((

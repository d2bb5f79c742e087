//! core
//!
//! Schema types, wire codec, and configuration.
//!
//! # Modules
//!
//! - [`wire`] - Wire primitives: tags, varints, skipping, decode errors
//! - [`message`] - The `Message` trait and `encode`/`decode` entry points
//! - [`metadata`] - Directory metadata records, enum, and reflection
//! - [`config`] - Decode limits and their TOML loading
//!
//! # Design Principles
//!
//! - Encoding never fails; decoding is all-or-nothing
//! - Every decode error carries the byte offset where parsing stopped
//! - No global state: all operations are pure and thread-safe

pub mod config;
pub mod message;
pub mod metadata;
pub mod wire;
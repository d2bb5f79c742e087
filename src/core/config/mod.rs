//! core::config
//!
//! Codec configuration schema and loading.
//!
//! # Overview
//!
//! The codec has a single configuration surface, the decode limits that
//! bound how much work one call may do on untrusted input. Configuration is
//! plain TOML; callers decide where the file lives, and keys missing from
//! the file keep their defaults.
//!
//! # Example
//!
//! ```no_run
//! use dir_metadata::core::config::CodecConfig;
//! use std::path::Path;
//!
//! let config = CodecConfig::load(Path::new("codec.toml")).unwrap();
//! println!("Recursion limit: {}", config.decode.recursion_limit);
//! ```

pub mod schema;

pub use schema::{CodecConfig, DecodeLimits, DEFAULT_RECURSION_LIMIT, MAX_RECURSION_LIMIT};

use std::fs;
use std::path::{Path, PathBuf};
use thiserror::Error;

/// Errors from configuration operations.
#[derive(Debug, Error)]
pub enum ConfigError {
    #[error("failed to read config file '{path}': {source}")]
    ReadError {
        path: PathBuf,
        source: std::io::Error,
    },

    #[error("failed to parse config file '{path}': {message}")]
    ParseError { path: PathBuf, message: String },

    #[error("failed to parse config: {0}")]
    InvalidToml(String),

    #[error("invalid config value: {0}")]
    InvalidValue(String),
}

impl CodecConfig {
    /// Load and validate configuration from a TOML file.
    ///
    /// # Errors
    ///
    /// Returns an error if the file cannot be read, is not valid TOML for
    /// this schema, or holds invalid values.
    pub fn load(path: &Path) -> Result<Self, ConfigError> {
        let contents = fs::read_to_string(path).map_err(|e| ConfigError::ReadError {
            path: path.to_path_buf(),
            source: e,
        })?;

        let config: CodecConfig = toml::from_str(&contents).map_err(|e| ConfigError::ParseError {
            path: path.to_path_buf(),
            message: e.to_string(),
        })?;

        config.validate()?;
        tracing::debug!(path = %path.display(), ?config, "loaded codec config");
        Ok(config)
    }

    /// Parse and validate configuration from a TOML string.
    ///
    /// # Errors
    ///
    /// Returns an error if the string is not valid TOML for this schema or
    /// holds invalid values.
    pub fn from_toml_str(contents: &str) -> Result<Self, ConfigError> {
        let config: CodecConfig =
            toml::from_str(contents).map_err(|e| ConfigError::InvalidToml(e.to_string()))?;
        config.validate()?;
        Ok(config)
    }

    /// Serialize to TOML.
    pub fn to_toml_string(&self) -> Result<String, ConfigError> {
        toml::to_string_pretty(self).map_err(|e| ConfigError::InvalidValue(e.to_string()))
    }
}
//! core::wire
//!
//! Protobuf binary wire primitives.
//!
//! # Format
//!
//! Every field on the wire is a key followed by a payload. The key is a
//! varint holding `(field_number << 3) | wire_type`:
//!
//! | Wire type | Payload |
//! |---|---|
//! | 0 `Varint` | base-128 varint, at most 10 bytes |
//! | 1 `Fixed64` | 8 bytes little-endian |
//! | 2 `LengthDelimited` | varint length, then that many bytes |
//! | 3 `StartGroup` | fields until the matching `EndGroup` (deprecated) |
//! | 4 `EndGroup` | no payload |
//! | 5 `Fixed32` | 4 bytes little-endian |
//!
//! The byte-level work is done by `prost::encoding`; this module adapts it
//! to the schema's error model.
//!
//! # Offsets
//!
//! [`Reader`] tracks absolute byte offsets, including inside embedded
//! messages, so every [`MalformedInputError`] points at the byte in the
//! caller's buffer where parsing failed.

use std::fmt;

use bytes::{Buf, BufMut};
use prost::encoding::{int32, string};
use prost::DecodeError;
use thiserror::Error;

/// Largest legal field number (2^29 - 1).
pub const MAX_FIELD_NUMBER: u32 = (1 << 29) - 1;

/// Maximum encoded size of a varint.
const MAX_VARINT_LEN: usize = 10;

/// The single error kind produced while decoding.
///
/// Carries the absolute byte offset at which parsing failed and the reason.
#[derive(Debug, Clone, PartialEq, Eq, Error)]
#[error("malformed input at byte {offset}: {reason}")]
pub struct MalformedInputError {
    offset: usize,
    reason: MalformedReason,
}

impl MalformedInputError {
    /// Create an error at an absolute offset.
    pub fn new(offset: usize, reason: MalformedReason) -> Self {
        Self { offset, reason }
    }

    /// Byte offset in the input at which parsing failed.
    pub fn offset(&self) -> usize {
        self.offset
    }

    /// What was wrong with the input.
    pub fn reason(&self) -> &MalformedReason {
        &self.reason
    }
}

/// Detail of a [`MalformedInputError`].
#[derive(Debug, Clone, PartialEq, Eq, Error)]
pub enum MalformedReason {
    #[error("buffer ends inside a varint")]
    TruncatedVarint,

    #[error("varint longer than {MAX_VARINT_LEN} bytes")]
    VarintOverflow,

    #[error("invalid field number in tag {0:#x}")]
    InvalidFieldNumber(u64),

    #[error("invalid wire type {0}")]
    InvalidWireType(u8),

    #[error("field {field} declared as {expected} but encoded as {found}")]
    WireTypeMismatch {
        field: u32,
        expected: WireType,
        found: WireType,
    },

    #[error("declared length {declared} exceeds {remaining} remaining bytes")]
    LengthOverrun { declared: u64, remaining: usize },

    #[error("buffer ends inside a {width}-byte fixed value")]
    TruncatedFixed { width: usize },

    #[error("field {field} is not valid UTF-8")]
    InvalidUtf8 { field: u32 },

    #[error("end-group tag for field {0} without matching start")]
    UnexpectedEndGroup(u32),

    #[error("group for field {0} is never closed")]
    UnterminatedGroup(u32),

    #[error("nesting exceeds recursion limit of {0}")]
    RecursionLimitExceeded(u32),

    #[error("input of {len} bytes exceeds limit of {limit}")]
    InputTooLarge { len: usize, limit: usize },
}

/// Wire type half of a field key.
#[derive(Debug, Clone, Copy, PartialEq, Eq, Hash)]
pub enum WireType {
    Varint,
    Fixed64,
    LengthDelimited,
    StartGroup,
    EndGroup,
    Fixed32,
}

impl WireType {
    /// Numeric value used on the wire.
    pub fn as_u8(self) -> u8 {
        match self {
            WireType::Varint => 0,
            WireType::Fixed64 => 1,
            WireType::LengthDelimited => 2,
            WireType::StartGroup => 3,
            WireType::EndGroup => 4,
            WireType::Fixed32 => 5,
        }
    }

    /// Parse the low three bits of a key.
    pub fn from_u8(value: u8) -> Option<Self> {
        match value {
            0 => Some(WireType::Varint),
            1 => Some(WireType::Fixed64),
            2 => Some(WireType::LengthDelimited),
            3 => Some(WireType::StartGroup),
            4 => Some(WireType::EndGroup),
            5 => Some(WireType::Fixed32),
            _ => None,
        }
    }
}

))

Prompt
Reproduce each line of the material that mentions "found".

Written solution
    #[error("field {field} declared as {expected} but encoded as {found}")]
        found: WireType,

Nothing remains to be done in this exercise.